« La déflation qui se renforce au Japon fait du yen une devise naturelle pour les carry trades »
Alexandre Bourgeois, chef économiste adjoint chez Natixis
Publié le
Tân Le Quang
L’Agefi : Le dollar dispose-t-il de facteurs de soutien à moyen terme ?
Alexandre Bourgeois : Dans un premier temps, il semble bien que l’emploi américain va garder un rôle important dans les évolutions de l’euro/dollar. Ainsi, comme l’ont montré les publications des chiffres de novembre (très positifs : 4.000 emplois créés) et de décembre (décevants : -85.000), toute mauvaise nouvelle en provenance d’un indicateur important de la conjoncture américaine devrait se traduire par une baisse du dollar et une hausse de l’euro. Et en cas de bonne nouvelle, cette logique s’inverse. Selon nous, le soutien de la politique économique devrait permettre une poursuite du redémarrage actuel sur la première partie de l’année, renforçant ainsi le dollar dans un premier temps. Parallèlement, les craintes concernant la stabilité de la zone euro (problème grec en particulier) vont peser sur la monnaie unique. Nous tablons ainsi à six mois sur un euro/dollar aux environs de 1,40. Dans un deuxième temps, le recul de la consommation des ménages que nous prévoyons outre-Atlantique devrait conduire la Fed à tenir un discours plus prudent, repoussant ainsi à plus tard un durcissement monétaire et pesant donc sur la monnaie américaine (cible à un an à 1,48).
Le yen peut-il de nouveau être la cible du carry trade ?

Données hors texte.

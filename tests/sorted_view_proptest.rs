use std::collections::BTreeMap;

use prim_hash::Error;
use prim_hash::IterationOrder;
use prim_hash::PhiMixer;
use prim_hash::PrimitiveHashMap;
use prim_hash::PrimitiveMap;
use prim_hash::SortedIterationView;
use proptest::prelude::*;

fn build(entries: &[(i32, u8)]) -> (PrimitiveHashMap<i32, u8, PhiMixer>, BTreeMap<i32, u8>) {
    let mut map = PrimitiveHashMap::with_hasher(PhiMixer::default());
    let mut model = BTreeMap::new();
    for &(k, v) in entries {
        map.insert(k, v);
        model.insert(k, v);
    }
    (map, model)
}

proptest! {
    #[test]
    fn test_view_matches_btree_order(
        entries in proptest::collection::vec((any::<i32>(), any::<u8>()), 0..300),
    ) {
        let (map, model) = build(&entries);
        let view = SortedIterationView::new(&map, |a, b| a.cmp(&b));

        let seen: Vec<_> = view.iter().map(|(k, v)| (k, *v)).collect();
        let expected: Vec<_> = model.iter().map(|(k, v)| (*k, *v)).collect();
        prop_assert_eq!(seen, expected);
        prop_assert_eq!(view.len(), model.len());

        let mut slots = view.iteration_order().to_vec();
        slots.sort_unstable();
        slots.dedup();
        prop_assert_eq!(slots.len(), model.len());
    }

    #[test]
    fn test_entry_order_is_sorted(
        entries in proptest::collection::vec((any::<i32>(), any::<u8>()), 0..300),
    ) {
        let (map, _) = build(&entries);
        let view = SortedIterationView::with_entry_comparator(&map, |ka, va, kb, vb| {
            va.cmp(vb).then(ka.cmp(&kb))
        });
        let seen: Vec<_> = view.iter().map(|(k, v)| (*v, k)).collect();
        let mut expected = seen.clone();
        expected.sort_unstable();
        prop_assert_eq!(seen, expected);
    }

    #[test]
    fn test_view_rejects_writes(
        entries in proptest::collection::vec((any::<i32>(), any::<u8>()), 1..100),
        key in any::<i32>(),
        value in any::<u8>(),
    ) {
        let (map, model) = build(&entries);
        let mut view = SortedIterationView::new(&map, |a, b| a.cmp(&b));

        prop_assert!(matches!(view.put(key, value), Err(Error::ReadOnly { .. })), "{}", stringify!(matches!(view.put(key, value), Err(Error::ReadOnly { .. }))));
        prop_assert!(matches!(view.remove(key), Err(Error::ReadOnly { .. })), "{}", stringify!(matches!(view.remove(key), Err(Error::ReadOnly { .. }))));
        let slot = view.index_of(key).unwrap_or_else(|slot| slot);
        prop_assert!(matches!(view.index_remove(slot), Err(Error::ReadOnly { .. })), "{}", stringify!(matches!(view.index_remove(slot), Err(Error::ReadOnly { .. }))));
        prop_assert!(matches!(view.index_insert(slot, key, value), Err(Error::ReadOnly { .. })), "{}", stringify!(matches!(view.index_insert(slot, key, value), Err(Error::ReadOnly { .. }))));
        prop_assert!(matches!(PrimitiveMap::clear(&mut view), Err(Error::ReadOnly { .. })), "{}", stringify!(matches!(PrimitiveMap::clear(&mut view), Err(Error::ReadOnly { .. }))));

        prop_assert_eq!(view.len(), model.len());
        prop_assert_eq!(view.get(key), model.get(&key));
    }

    #[test]
    fn test_reattached_view_sees_overwrites(
        entries in proptest::collection::vec((any::<i32>(), any::<u8>()), 1..200),
        bump in 1u8..=255,
    ) {
        let (mut map, model) = build(&entries);
        let order = IterationOrder::by_key(&map, |a, b| a.cmp(&b));

        for value in map.values_mut() {
            *value = value.wrapping_add(bump);
        }

        let view = order.attach(&map).unwrap();
        let seen: Vec<_> = view.iter().map(|(k, v)| (k, *v)).collect();
        let expected: Vec<_> = model.iter().map(|(k, v)| (*k, v.wrapping_add(bump))).collect();
        prop_assert_eq!(seen, expected);
    }
}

Avec une déflation qui se renforce, les taux d’intérêt japonais ne vont pas se redresser avant longtemps, faisant ainsi du yen une «devise naturelle» pour les carry trades. Tout dépendra toutefois de l’évolution de la volatilité. Dans tous les cas, la faiblesse persistante de l’économie nippone et la nomination d’un nouveau ministre des Finances plus «interventionniste» nous poussent à tabler sur une normalisation progressive du yen (cible 97 à un an).